Start of DATASET RECORDS

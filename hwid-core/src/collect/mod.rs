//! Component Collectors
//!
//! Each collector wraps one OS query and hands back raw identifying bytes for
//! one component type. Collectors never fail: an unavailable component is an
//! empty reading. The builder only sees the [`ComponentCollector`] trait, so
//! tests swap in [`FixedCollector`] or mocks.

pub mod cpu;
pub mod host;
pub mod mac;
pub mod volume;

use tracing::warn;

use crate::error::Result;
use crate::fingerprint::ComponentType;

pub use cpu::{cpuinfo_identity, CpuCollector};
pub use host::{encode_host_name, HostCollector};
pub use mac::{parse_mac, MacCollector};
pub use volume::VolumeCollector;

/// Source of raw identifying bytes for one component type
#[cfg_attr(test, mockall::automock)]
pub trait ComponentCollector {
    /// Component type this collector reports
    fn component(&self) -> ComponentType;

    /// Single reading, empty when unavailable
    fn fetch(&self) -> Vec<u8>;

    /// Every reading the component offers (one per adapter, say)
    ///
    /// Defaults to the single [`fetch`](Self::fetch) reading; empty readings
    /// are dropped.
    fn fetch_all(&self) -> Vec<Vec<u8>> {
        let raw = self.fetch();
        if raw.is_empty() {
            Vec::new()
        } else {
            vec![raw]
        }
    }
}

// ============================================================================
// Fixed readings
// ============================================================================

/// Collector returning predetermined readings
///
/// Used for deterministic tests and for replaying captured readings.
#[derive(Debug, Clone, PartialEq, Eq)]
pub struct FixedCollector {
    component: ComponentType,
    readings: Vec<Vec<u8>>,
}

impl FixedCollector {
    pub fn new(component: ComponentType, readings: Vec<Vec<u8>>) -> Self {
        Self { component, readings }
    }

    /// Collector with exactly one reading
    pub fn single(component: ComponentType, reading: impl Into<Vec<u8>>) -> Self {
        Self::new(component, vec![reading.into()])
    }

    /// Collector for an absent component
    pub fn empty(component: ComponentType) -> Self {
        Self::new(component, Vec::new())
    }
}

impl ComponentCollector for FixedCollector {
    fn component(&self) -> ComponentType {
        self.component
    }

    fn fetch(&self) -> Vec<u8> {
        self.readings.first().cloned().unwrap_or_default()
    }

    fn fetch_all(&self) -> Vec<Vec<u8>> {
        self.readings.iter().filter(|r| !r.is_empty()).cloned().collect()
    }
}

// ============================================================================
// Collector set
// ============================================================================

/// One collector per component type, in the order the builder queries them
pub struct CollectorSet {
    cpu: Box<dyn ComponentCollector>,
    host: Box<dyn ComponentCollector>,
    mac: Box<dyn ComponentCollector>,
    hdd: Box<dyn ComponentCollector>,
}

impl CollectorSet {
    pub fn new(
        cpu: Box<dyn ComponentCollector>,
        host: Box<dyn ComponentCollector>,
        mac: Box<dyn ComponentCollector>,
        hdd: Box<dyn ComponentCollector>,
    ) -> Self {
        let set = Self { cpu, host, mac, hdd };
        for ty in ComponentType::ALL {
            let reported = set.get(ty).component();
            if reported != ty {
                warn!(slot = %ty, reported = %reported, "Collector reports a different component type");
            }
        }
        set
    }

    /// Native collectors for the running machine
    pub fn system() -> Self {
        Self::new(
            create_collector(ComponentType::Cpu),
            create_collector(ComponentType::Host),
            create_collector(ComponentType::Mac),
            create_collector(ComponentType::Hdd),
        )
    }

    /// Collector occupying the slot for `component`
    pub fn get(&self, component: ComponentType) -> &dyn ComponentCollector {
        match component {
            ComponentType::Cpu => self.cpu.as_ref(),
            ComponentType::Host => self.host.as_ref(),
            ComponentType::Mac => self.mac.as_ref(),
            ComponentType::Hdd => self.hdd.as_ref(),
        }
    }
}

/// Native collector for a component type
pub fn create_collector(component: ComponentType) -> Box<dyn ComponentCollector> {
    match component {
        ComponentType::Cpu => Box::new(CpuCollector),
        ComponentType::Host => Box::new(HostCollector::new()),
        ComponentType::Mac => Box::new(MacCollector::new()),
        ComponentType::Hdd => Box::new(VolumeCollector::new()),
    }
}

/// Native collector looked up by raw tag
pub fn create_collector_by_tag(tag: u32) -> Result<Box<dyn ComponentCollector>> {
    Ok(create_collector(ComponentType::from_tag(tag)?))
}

End of DATASET RECORDS

**TASK GOAL**
All the entries above are to be transcribed without any alteration.

**RESULT FOR THIS EXERCISE**
filename hwid-core/src/collect/mod.rs
//! Component Collectors
//!
//! Each collector wraps one OS query and hands back raw identifying bytes for
//! one component type. Collectors never fail: an unavailable component is an
//! empty reading. The builder only sees the [`ComponentCollector`] trait, so
//! tests swap in [`FixedCollector`] or mocks.

pub mod cpu;
pub mod host;
pub mod mac;
pub mod volume;

use tracing::warn;

use crate::error::Result;
use crate::fingerprint::ComponentType;

pub use cpu::{cpuinfo_identity, CpuCollector};
pub use host::{encode_host_name, HostCollector};
pub use mac::{parse_mac, MacCollector};
pub use volume::VolumeCollector;

/// Source of raw identifying bytes for one component type
#[cfg_attr(test, mockall::automock)]
pub trait ComponentCollector {
    /// Component type this collector reports
    fn component(&self) -> ComponentType;

    /// Single reading, empty when unavailable
    fn fetch(&self) -> Vec<u8>;

    /// Every reading the component offers (one per adapter, say)
    ///
    /// Defaults to the single [`fetch`](Self::fetch) reading; empty readings
    /// are dropped.
    fn fetch_all(&self) -> Vec<Vec<u8>> {
        let raw = self.fetch();
        if raw.is_empty() {
            Vec::new()
        } else {
            vec![raw]
        }
    }
}

// ============================================================================
// Fixed readings
// ============================================================================

/// Collector returning predetermined readings
///
/// Used for deterministic tests and for replaying captured readings.
#[derive(Debug, Clone, PartialEq, Eq)]
pub struct FixedCollector {
    component: ComponentType,
    readings: Vec<Vec<u8>>,
}

impl FixedCollector {
    pub fn new(component: ComponentType, readings: Vec<Vec<u8>>) -> Self {
        Self { component, readings }
    }

    /// Collector with exactly one reading
    pub fn single(component: ComponentType, reading: impl Into<Vec<u8>>) -> Self {
        Self::new(component, vec![reading.into()])
    }

    /// Collector for an absent component
    pub fn empty(component: ComponentType) -> Self {
        Self::new(component, Vec::new())
    }
}

impl ComponentCollector for FixedCollector {
    fn component(&self) -> ComponentType {
        self.component
    }

    fn fetch(&self) -> Vec<u8> {
        self.readings.first().cloned().unwrap_or_default()
    }

    fn fetch_all(&self) -> Vec<Vec<u8>> {
        self.readings.iter().filter(|r| !r.is_empty()).cloned().collect()
    }
}

// ============================================================================
// Collector set
// ============================================================================

/// One collector per component type, in the order the builder queries them
pub struct CollectorSet {
    cpu: Box<dyn ComponentCollector>,
    host: Box<dyn ComponentCollector>,
    mac: Box<dyn ComponentCollector>,
    hdd: Box<dyn ComponentCollector>,
}

impl CollectorSet {
    pub fn new(
        cpu: Box<dyn ComponentCollector>,
        host: Box<dyn ComponentCollector>,
        mac: Box<dyn ComponentCollector>,
        hdd: Box<dyn ComponentCollector>,
    ) -> Self {
        let set = Self { cpu, host, mac, hdd };
        for ty in ComponentType::ALL {
            let reported = set.get(ty).component();
            if reported != ty {
                warn!(slot = %ty, reported = %reported, "Collector reports a different component type");
            }
        }
        set
    }

    /// Native collectors for the running machine
    pub fn system() -> Self {
        Self::new(
            create_collector(ComponentType::Cpu),
            create_collector(ComponentType::Host),
            create_collector(ComponentType::Mac),
            create_collector(ComponentType::Hdd),
        )
    }

    /// Collector occupying the slot for `component`
    pub fn get(&self, component: ComponentType) -> &dyn ComponentCollector {
        match component {
            ComponentType::Cpu => self.cpu.as_ref(),
            ComponentType::Host => self.host.as_ref(),
            ComponentType::Mac => self.mac.as_ref(),
            ComponentType::Hdd => self.hdd.as_ref(),
        }
    }
}

/// Native collector for a component type
pub fn create_collector(component: ComponentType) -> Box<dyn ComponentCollector> {
    match component {
        ComponentType::Cpu => Box::new(CpuCollector),
        ComponentType::Host => Box::new(HostCollector::new()),
        ComponentType::Mac => Box::new(MacCollector::new()),
        ComponentType::Hdd => Box::new(VolumeCollector::new()),
    }
}

/// Native collector looked up by raw tag
pub fn create_collector_by_tag(tag: u32) -> Result<Box<dyn ComponentCollector>> {
    Ok(create_collector(ComponentType::from_tag(tag)?))
}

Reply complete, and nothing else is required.